B2B決済の構造変化――何が変わりうるのか

 JPYSCが本格普及した先に何が起きるか。現時点で想定される主な変化を整理すると、以下のような論点が浮かぶ。

(1)決済コストと時間の圧縮

 現行の国内銀行振込は、金額・タイミング・手数料の点で制約が存在する。ステーブルコイン決済では、ブロックチェーン上で資産が直接移転するため、原理的には24時間365日、低コストでの即時決済が可能だ。特に国際送金においては、従来のSWIFT経由では数日かかっていた処理が大幅に短縮される可能性がある。企業が抱える資金繰り上の「時間の摩擦」を軽減するインフラとなりうる。

(2)法人の資金活用の新たな選択肢(レンディング)

 SBI VCトレードは保有JPYSCを貸し出して運用できるレンディングサービスを近日中に開始する予定だ。当面使わない事業資金をJPYSCとして運用に回すという選択肢は、超低金利環境下で法人財務担当者の関心を集める可能性がある。ただし具体的な利回りや条件、リスク設計の詳細は現時点では未公表であり、実際のサービス内容については今後の情報公開を待つ必要がある。

(3)将来的な小口・消費者決済への展開

 各社の構想にはQRコード決済との連携を通じた、飲食店や小売店での利用も含まれている。現時点では法人・機関投資家向けに特化した設計だが、将来的には個人の日常決済へ広がる可能性もある。

課題と展望――整理しておくべき制約

 期待が高まる一方で、現時点での制約も率直に整理しておく必要がある。

 JPYSCのパブリックブロックチェーンへの展開は、規制・税務面の明確化を待っている段階だ。現在はSBI VCトレードの口座内に限定された先行提供であり、一般企業が自社の決済インフラとして全面導入するまでには実務的な壁がある。マネーロンダリング対策(AML)やコンプライアンス体制の整備も引き続き重要な課題だ。
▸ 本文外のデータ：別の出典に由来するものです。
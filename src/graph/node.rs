use std::fmt;
use std::marker::PhantomData;
use std::sync::Arc;

use async_trait::async_trait;
use serde::{Serialize, Serializer};

use crate::core::Dynamic;
use crate::utils::short_type_name;

/// Identifier of a node type within a graph.
#[derive(Clone, Copy, PartialEq, Eq, PartialOrd, Ord, Hash)]
pub struct NodeId(&'static str);

impl NodeId {
    pub const fn new(id: &'static str) -> Self {
        Self(id)
    }

    /// The bare name of `N`, without module path or generics.
    pub fn of<N: ?Sized + 'static>() -> Self {
        Self(short_type_name::<N>())
    }

    pub fn as_str(&self) -> &'static str {
        self.0
    }
}

impl fmt::Display for NodeId {
    fn fmt(&self, f: &mut fmt::Formatter<'_>) -> fmt::Result {
        f.write_str(self.0)
    }
}

impl fmt::Debug for NodeId {
    fn fmt(&self, f: &mut fmt::Formatter<'_>) -> fmt::Result {
        write!(f, "{:?}", self.0)
    }
}

impl Serialize for NodeId {
    fn serialize<Ser: Serializer>(&self, serializer: Ser) -> Result<Ser::Ok, Ser::Error> {
        serializer.serialize_str(self.0)
    }
}

/// The transitions a node type declares: which nodes it may return, and
/// whether it may end the graph.
pub struct Edges<S = (), O = ()> {
    pub(crate) next: Vec<NodeId>,
    pub(crate) can_end: bool,
    pub(crate) dest_any: bool,
    _marker: PhantomData<fn() -> (S, O)>,
}

impl<S, O> Edges<S, O>
where
    S: Send + 'static,
    O: Send + 'static,
{
    pub fn new() -> Self {
        Self {
            next: Vec::new(),
            can_end: false,
            dest_any: false,
            _marker: PhantomData,
        }
    }

    /// May go to any node of the graph.
    pub fn any() -> Self {
        Self {
            dest_any: true,
            ..Self::new()
        }
    }

    /// May go to `N`.
    pub fn to<N: Node<S, O>>(self) -> Self {
        self.to_id(N::id())
    }

    pub fn to_id(mut self, id: NodeId) -> Self {
        if !self.next.contains(&id) {
            self.next.push(id);
        }
        self
    }

    /// May end the graph.
    pub fn end(mut self) -> Self {
        self.can_end = true;
        self
    }

    pub fn is_empty(&self) -> bool {
        self.next.is_empty() && !self.can_end && !self.dest_any
    }
}

impl<S, O> Default for Edges<S, O>
where
    S: Send + 'static,
    O: Send + 'static,
{
    fn default() -> Self {
        Self::new()
    }
}

/// Shared context of one graph run: the mutable state, and dependencies
/// every node can read.
#[derive(Debug, Clone, Default)]
pub struct GraphContext<S = ()> {
    pub state: S,
    pub deps: Option<Dynamic>,
}

impl<S> GraphContext<S> {
    pub fn new(state: S) -> Self {
        Self { state, deps: None }
    }

    /// The run's dependencies as a `T`, if they are one.
    pub fn deps<T: 'static>(&self) -> Option<&T> {
        self.deps.as_ref()?.downcast_ref::<T>()
    }
}

/// Marks the end of a run, carrying its result.
#[derive(Debug, Clone, Copy, PartialEq, Eq)]
pub struct End<T>(pub T);

/// What a node returns: the next node, or the end of the run.
pub enum Next<S = (), O = ()> {
    Node(Arc<dyn DynNode<S, O>>),
    End(End<O>),
}

impl<S, O> Next<S, O>
where
    S: Send + 'static,
    O: Send + 'static,
{
    pub fn node<N: Node<S, O>>(node: N) -> Self {
        Next::Node(Arc::new(node))
    }

    pub fn end(value: O) -> Self {
        Next::End(End(value))
    }
}

impl<S, O: fmt::Debug> fmt::Debug for Next<S, O> {
    fn fmt(&self, f: &mut fmt::Formatter<'_>) -> fmt::Result {
        match self {
            Next::Node(node) => f.debug_tuple("Node").field(node).finish(),
            Next::End(end) => f.debug_tuple("End").field(end).finish(),
        }
    }
}

/// A step of a graph. The node value is the input of the step, and its type
/// is the state of the machine.
///
/// # Example
///
/// ```rust
/// use tsunagi::graph::{Edges, GraphContext, Next, Node};
///
/// #[derive(Debug)]
/// struct Double(i64);
///
/// #[async_trait::async_trait]
/// impl Node<(), i64> for Double {
///     fn edges() -> Edges<(), i64> {
///         Edges::new().end()
///     }
///
///     async fn run(&self, _: &mut GraphContext) -> anyhow::Result<Next<(), i64>> {
///         Ok(Next::end(self.0 * 2))
///     }
/// }
/// ```
#[async_trait]
pub trait Node<S = (), O = ()>: fmt::Debug + Send + Sync + 'static
where
    S: Send + 'static,
    O: Send + 'static,
{
    /// Identifier of this node type. Defaults to the type name.
    fn id() -> NodeId
    where
        Self: Sized,
    {
        NodeId::of::<Self>()
    }

    /// The transitions this node type may take.
    fn edges() -> Edges<S, O>
    where
        Self: Sized;

    async fn run(&self, ctx: &mut GraphContext<S>) -> anyhow::Result<Next<S, O>>;
}

/// Type-erased counterpart of [`Node`], the form nodes take once returned.
#[async_trait]
pub trait DynNode<S, O>: fmt::Debug + Send + Sync {
    fn node_id(&self) -> NodeId;

    async fn run_dyn(&self, ctx: &mut GraphContext<S>) -> anyhow::Result<Next<S, O>>;
}

#[async_trait]
impl<S, O, N> DynNode<S, O> for N
where
    S: Send + 'static,
    O: Send + 'static,
    N: Node<S, O>,
{
    fn node_id(&self) -> NodeId {
        N::id()
    }

    async fn run_dyn(&self, ctx: &mut GraphContext<S>) -> anyhow::Result<Next<S, O>> {
        self.run(ctx).await
    }
}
「信託型ステーブルコインは法的な安全弁を備えており、B2B決済の文脈では合理的な選択肢です。ただし実際の普及には、受け取り側の企業がどれだけ対応できるか、税務・会計処理の標準化が進むかという実務面での整備が鍵を握ります。2026年度は”実験から実用へ”の移行期として位置づけるのが現実的でしょう」(同)

 市場の成長余地については、矢野経済研究所がトークン化預金を含む広義のステーブルコイン市場の残高が2030年度に30兆円規模に達すると予測している。日本はG7の中でいち早くステーブルコインの包括的な法規制を整備した国として、グローバルな競争において出発点として有利な立場にある。

企業が今、問われていること

 6月24日のJPYSC正式発行は、国内の円建てステーブルコインが「実証実験」の段階を超え、実際の決済インフラとしての第一歩を踏み出した出来事として記録される。信託型というスキームによる法的安全性の担保と送金上限の撤廃は、これまで法人が暗号資産領域に踏み込む際に抱えていた最大の障壁を取り除くものだ。

 3メガバンクによる共同発行が実現すれば、競争と選択肢はさらに広がる。2026年度は、円建てステーブルコインが一部の先進的な企業だけのものから、日本の法人決済全体に問われる選択肢へと変わりはじめる転換点になるかもしれない。

 財務・経理担当者にとって今求められるのは、技術の詳細を把握することよりも先に、「自社のどの決済課題がこの仕組みで解決できるか」という問いを立てることだ。インフラが整うスピードより、企業側の準備が遅れるリスクが、この先より現実的な課題になりうる。